Florence is confident that these types of projects can change the lives of women in Africa for the better. She says, "For many people around the world, the internet is where they come to play, to express themselves, to get information, to learn... When it comes to Africa, its people, histories and communities, the available information remains shockingly inaccurate, incomplete, or even missing. This reinforces the negative, single story about Africa.
"This is particularly true for women, who may not see online their realities, their interests, and their lives reflected. That leaves them disempowered, excluded, and feeling that what they have to say is neither valued nor valuable. Open-access information and material can help change the status quo in helping women get access to so much more information to support their needs in their daily lives, but also to join the conversation and share their own knowledge worldwide."
The power of community
"The ability to share our own knowledge with others is an incredibly powerful means to make us feel good, feel empowered, feel so much pride that ... new strengths emerge," Florence says. In community-based projects like WikiFundi, "the effort and the cost to collect, clarify, organize, and disseminate information is divided between millions of people who want to make the world a better place beyond frontiers, politicians, religions, colors, etc."

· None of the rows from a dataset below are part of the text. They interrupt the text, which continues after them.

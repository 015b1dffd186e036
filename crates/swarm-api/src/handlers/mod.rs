//! HTTP API handlers: exposes swarm state as JSON.

pub mod peers;
pub mod status;

use axum::http::StatusCode;

use swarm_services::SwarmService;

#[derive(Clone)]
pub struct ApiState {
    pub service: SwarmService,
    /// Shutdown broadcast sender: signals graceful daemon shutdown.
    pub shutdown_tx: tokio::sync::broadcast::Sender<()>,
}

// ── Shared helpers ────────────────────────────────────────────────────────────

/// Reject empty or whitespace-only hosts.
fn parse_host(host: &str) -> Result<&str, (StatusCode, String)> {
    let host = host.trim();
    if host.is_empty() {
        return Err((StatusCode::BAD_REQUEST, "host must not be empty".to_string()));
    }
    if host.contains(char::is_whitespace) {
        return Err((
            StatusCode::BAD_REQUEST,
            "host must not contain whitespace".to_string(),
        ));
    }
    Ok(host)
}

// Re-export handler functions for use in router setup.
pub use peers::{handle_bootstrap, handle_peers, handle_suggestions};
pub use status::{handle_node, handle_set_address, handle_shutdown, handle_status};
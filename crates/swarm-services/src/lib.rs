//! swarm-services: peer registry, discovery planning and the swarm service.

pub mod connector;
pub mod discovery;
pub mod registry;
pub mod swarm_service;

pub use connector::{ChannelConnector, Connector, DialRequest};
pub use discovery::DiscoveryPlan;
pub use registry::{AddressResolver, ConnectionId, PeerRegistry, PeerTables};
pub use swarm_service::{
    DiscoveryOutcome, DiscoverySettings, LifecycleState, NodeIdentity, SwarmService,
};
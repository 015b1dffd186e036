//! Peer-link frame format.
//!
//! Every message between two nodes is an 8-byte `FrameHeader` followed by a
//! JSON payload of `length` bytes. The header is `#[repr(C, packed)]` with
//! zerocopy derives, so it is read and written without any unsafe code.

use serde::{Deserialize, Serialize};
use static_assertions::assert_eq_size;
use zerocopy::byteorder::{BigEndian, U32};
use zerocopy::{AsBytes, FromBytes, FromZeroes};

use crate::node::NodeDetails;

// ── Header ────────────────────────────────────────────────────────────────────

/// Fixed header preceding every payload.
///
/// Wire size: 8 bytes.
#[derive(Debug, Clone, Copy, AsBytes, FromBytes, FromZeroes)]
#[repr(C, packed)]
pub struct FrameHeader {
    /// Frame format version. Currently 0x01.
    pub version: u8,
    /// Payload kind, see `FrameKind`.
    pub kind: u8,
    /// Reserved, must be zero.
    pub reserved: [u8; 2],
    /// Payload length in bytes, big-endian.
    pub length: U32<BigEndian>,
}

assert_eq_size!(FrameHeader, [u8; 8]);

impl FrameHeader {
    pub fn new(kind: FrameKind, length: usize) -> Result<Self, WireError> {
        if length > MAX_FRAME_PAYLOAD {
            return Err(WireError::PayloadTooLarge(length));
        }
        Ok(Self {
            version: FRAME_VERSION,
            kind: kind.into(),
            reserved: [0; 2],
            length: U32::new(length as u32),
        })
    }

    /// Parse and validate a header from its 8 wire bytes.
    pub fn parse(bytes: &[u8]) -> Result<Self, WireError> {
        let header = Self::read_from_prefix(bytes).ok_or(WireError::Truncated(bytes.len()))?;
        if header.version != FRAME_VERSION {
            return Err(WireError::UnknownVersion(header.version));
        }
        FrameKind::try_from(header.kind)?;
        let len = header.payload_len();
        if len > MAX_FRAME_PAYLOAD {
            return Err(WireError::PayloadTooLarge(len));
        }
        Ok(header)
    }

    pub fn payload_len(&self) -> usize {
        self.length.get() as usize
    }
}

// ── Kinds ─────────────────────────────────────────────────────────────────────

#[derive(Debug, Clone, Copy, PartialEq, Eq)]
#[repr(u8)]
pub enum FrameKind {
    /// First frame on every link: the sender's own details.
    Hello = 0x01,
    /// Gossip: details of nodes the sender knows.
    PeerList = 0x02,
}

impl TryFrom<u8> for FrameKind {
    type Error = WireError;

    fn try_from(value: u8) -> Result<Self, Self::Error> {
        match value {
            0x01 => Ok(FrameKind::Hello),
            0x02 => Ok(FrameKind::PeerList),
            other => Err(WireError::UnknownKind(other)),
        }
    }
}

impl From<FrameKind> for u8 {
    fn from(k: FrameKind) -> u8 {
        k as u8
    }
}

// ── Messages ──────────────────────────────────────────────────────────────────

/// Decoded frame payload.
#[derive(Debug, Clone, PartialEq, Eq, Serialize, Deserialize)]
pub enum PeerMessage {
    Hello(NodeDetails),
    PeerList(Vec<NodeDetails>),
}

impl PeerMessage {
    pub fn kind(&self) -> FrameKind {
        match self {
            PeerMessage::Hello(_) => FrameKind::Hello,
            PeerMessage::PeerList(_) => FrameKind::PeerList,
        }
    }

    /// Encode to header + payload bytes.
    pub fn encode(&self) -> Result<Vec<u8>, WireError> {
        let payload = match self {
            PeerMessage::Hello(details) => serde_json::to_vec(details),
            PeerMessage::PeerList(peers) => serde_json::to_vec(peers),
        }
        .map_err(|e| WireError::Payload(e.to_string()))?;

        let header = FrameHeader::new(self.kind(), payload.len())?;
        let mut out = Vec::with_capacity(FRAME_HEADER_LEN + payload.len());
        out.extend_from_slice(header.as_bytes());
        out.extend_from_slice(&payload);
        Ok(out)
    }

    /// Decode a payload described by an already-validated header.
    pub fn decode(header: &FrameHeader, payload: &[u8]) -> Result<Self, WireError> {
        if payload.len() != header.payload_len() {
            return Err(WireError::Truncated(payload.len()));
        }
        let bad = |e: serde_json::Error| WireError::Payload(e.to_string());
        match FrameKind::try_from(header.kind)? {
            FrameKind::Hello => serde_json::from_slice(payload).map(PeerMessage::Hello).map_err(bad),
            FrameKind::PeerList => serde_json::from_slice(payload)
                .map(PeerMessage::PeerList)
                .map_err(bad),
        }
    }
}

// ── Constants ─────────────────────────────────────────────────────────────────

/// Current frame format version.
pub const FRAME_VERSION: u8 = 0x01;

pub const FRAME_HEADER_LEN: usize = std::mem::size_of::<FrameHeader>();

/// Largest accepted payload (1 MiB).
pub const MAX_FRAME_PAYLOAD: usize = 1 << 20;

// ── Errors ────────────────────────────────────────────────────────────────────

/// Errors that can arise when interpreting frames.
#[derive(Debug, Clone, PartialEq, Eq, thiserror::Error)]
pub enum WireError {
    #[error("unknown frame kind: 0x{0:02x}")]
    UnknownKind(u8),

    #[error("unknown frame version: 0x{0:02x}")]
    UnknownVersion(u8),

    #[error("payload length {0} exceeds maximum {}", MAX_FRAME_PAYLOAD)]
    PayloadTooLarge(usize),

    #[error("frame truncated at {0} bytes")]
    Truncated(usize),

    #[error("malformed payload: {0}")]
    Payload(String),
}
//! Configuration system for the swarm node.
//!
//! Resolution order: environment variables → config file → defaults.
//!
//! Config file location:
//!   1. $SWARM_CONFIG (explicit override)
//!   2. $XDG_CONFIG_HOME/swarm/config.toml
//!   3. ~/.config/swarm/config.toml

use serde::{Deserialize, Serialize};
use std::path::PathBuf;
use std::time::Duration;

use crate::node::LOOPBACK_HOST;

/// Top-level configuration.
#[derive(Debug, Clone, Default, Serialize, Deserialize)]
#[serde(default)]
pub struct SwarmConfig {
    pub identity: IdentityConfig,
    pub network: NetworkConfig,
    pub discovery: DiscoveryConfig,
    pub gossip: GossipConfig,
}

#[derive(Debug, Clone, Default, Serialize, Deserialize)]
#[serde(default)]
pub struct IdentityConfig {
    /// This node's public key. Empty = generate a fresh identity at startup.
    pub public_key: String,
}

#[derive(Debug, Clone, Serialize, Deserialize)]
#[serde(default)]
pub struct NetworkConfig {
    /// TCP port for peer connections.
    pub peer_port: u16,
    /// TCP port for the HTTP introspection API.
    pub http_port: u16,
    /// Host placed in this node's own entry point.
    pub advertise_host: String,
    /// `host:port` peers dialled once at startup.
    pub bootstrap_peers: Vec<String>,
    /// Outbound connect timeout.
    pub connect_timeout_ms: u64,
}

#[derive(Debug, Clone, Serialize, Deserialize)]
#[serde(default)]
pub struct DiscoveryConfig {
    /// Wait before each discovery iteration.
    pub interval_ms: u64,
    /// Target number of distinct identities known, self included.
    pub desired_connectivity: usize,
    /// Fixed seed for candidate shuffling. None = OS entropy.
    pub shuffle_seed: Option<u64>,
    /// Upper bound on the gossip suggestion pool.
    pub max_suggestions: usize,
}

#[derive(Debug, Clone, Serialize, Deserialize)]
#[serde(default)]
pub struct GossipConfig {
    /// How often known peers are pushed to every connection.
    pub interval_ms: u64,
}

// ── Defaults ──────────────────────────────────────────────────────────────────

impl Default for NetworkConfig {
    fn default() -> Self {
        Self {
            peer_port: 8000,
            http_port: 8080,
            advertise_host: LOOPBACK_HOST.to_string(),
            bootstrap_peers: Vec::new(),
            connect_timeout_ms: 5000,
        }
    }
}

impl Default for DiscoveryConfig {
    fn default() -> Self {
        Self {
            interval_ms: 2000,
            desired_connectivity: 5,
            shuffle_seed: None,
            max_suggestions: 1024,
        }
    }
}

impl Default for GossipConfig {
    fn default() -> Self {
        Self { interval_ms: 5000 }
    }
}

impl DiscoveryConfig {
    pub fn interval(&self) -> Duration {
        Duration::from_millis(self.interval_ms)
    }
}

impl GossipConfig {
    pub fn interval(&self) -> Duration {
        Duration::from_millis(self.interval_ms)
    }
}

impl NetworkConfig {
    pub fn connect_timeout(&self) -> Duration {
        Duration::from_millis(self.connect_timeout_ms)
    }
}

// ── Path helpers ──────────────────────────────────────────────────────────────

fn config_dir() -> PathBuf {
    std::env::var("XDG_CONFIG_HOME")
        .map(PathBuf::from)
        .unwrap_or_else(|_| dirs_or_home().join(".config"))
        .join("swarm")
}

fn dirs_or_home() -> PathBuf {
    std::env::var("HOME")
        .map(PathBuf::from)
        .unwrap_or_else(|_| PathBuf::from("/tmp"))
}

// ── Errors ────────────────────────────────────────────────────────────────────

#[derive(Debug, thiserror::Error)]
pub enum ConfigError {
    #[error("failed to read {0}: {1}")]
    ReadFailed(PathBuf, std::io::Error),
    #[error("failed to parse {0}: {1}")]
    ParseFailed(PathBuf, toml::de::Error),
    #[error("failed to write {0}: {1}")]
    WriteFailed(PathBuf, std::io::Error),
    #[error("failed to serialize: {0}")]
    SerializeFailed(toml::ser::Error),
}

// ── Loading ───────────────────────────────────────────────────────────────────

impl SwarmConfig {
    /// Load config: env vars → file → defaults.
    pub fn load() -> Result<Self, ConfigError> {
        let path = Self::file_path();
        let mut config = if path.exists() {
            let text = std::fs::read_to_string(&path)
                .map_err(|e| ConfigError::ReadFailed(path.clone(), e))?;
            toml::from_str(&text).map_err(|e| ConfigError::ParseFailed(path.clone(), e))?
        } else {
            SwarmConfig::default()
        };
        config.apply_env_overrides(|key| std::env::var(key).ok());
        Ok(config)
    }

    /// Config file path.
    pub fn file_path() -> PathBuf {
        std::env::var("SWARM_CONFIG")
            .map(PathBuf::from)
            .unwrap_or_else(|_| config_dir().join("config.toml"))
    }

    /// Write default config if none exists. Returns the path.
    pub fn write_default_if_missing() -> Result<PathBuf, ConfigError> {
        let path = Self::file_path();
        if !path.exists() {
            if let Some(parent) = path.parent() {
                std::fs::create_dir_all(parent)
                    .map_err(|e| ConfigError::WriteFailed(path.clone(), e))?;
            }
            let text = toml::to_string_pretty(&SwarmConfig::default())
                .map_err(ConfigError::SerializeFailed)?;
            std::fs::write(&path, text).map_err(|e| ConfigError::WriteFailed(path.clone(), e))?;
        }
        Ok(path)
    }

    /// Apply SWARM_* overrides. `lookup` returns the value of a variable if set.
    fn apply_env_overrides(&mut self, lookup: impl Fn(&str) -> Option<String>) {
        if let Some(v) = lookup("SWARM_IDENTITY__PUBLIC_KEY") {
            self.identity.public_key = v;
        }
        if let Some(p) = lookup("SWARM_NETWORK__PEER_PORT").and_then(|v| v.parse().ok()) {
            self.network.peer_port = p;
        }
        if let Some(p) = lookup("SWARM_NETWORK__HTTP_PORT").and_then(|v| v.parse().ok()) {
            self.network.http_port = p;
        }
        if let Some(v) = lookup("SWARM_NETWORK__ADVERTISE_HOST") {
            self.network.advertise_host = v;
        }
        if let Some(ms) = lookup("SWARM_DISCOVERY__INTERVAL_MS").and_then(|v| v.parse().ok()) {
            self.discovery.interval_ms = ms;
        }
        if let Some(n) =
            lookup("SWARM_DISCOVERY__DESIRED_CONNECTIVITY").and_then(|v| v.parse().ok())
        {
            self.discovery.desired_connectivity = n;
        }
        if let Some(seed) = lookup("SWARM_DISCOVERY__SHUFFLE_SEED").and_then(|v| v.parse().ok()) {
            self.discovery.shuffle_seed = Some(seed);
        }
    }
}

She describes these types of projects like a big river, slowly moving toward the sea. "The river sometimes is tumultuous, sometimes there is a flood, or it is only a trickle. Sometimes the river will get out of its bed and choose another path in the plain, disturbing the local fauna and flora. But always will it go to the sea," she says.
How to get involved
As with most open source projects, WikiFundi, Wiki Loves Women, and Wiki Loves Africa are continually seeking new contributors. "Nobody knows everything but everybody knows something. Aren't we all experts in a way?" Florence says.
Although experts in wikis and collaborative tools are always needed, Florence says that volunteers with structured data expertise are greatly needed. "I think structured data is going to be very important in the future. I'm not convinced that our current tools to manipulate structured data are collaborative enough," she says.
WikiFundi's image can be downloaded, and the README on GitHub provides detailed information on the install and dependencies. It works best on Linux and Windows computers, which fortunately are the dominant operating systems used in Africa.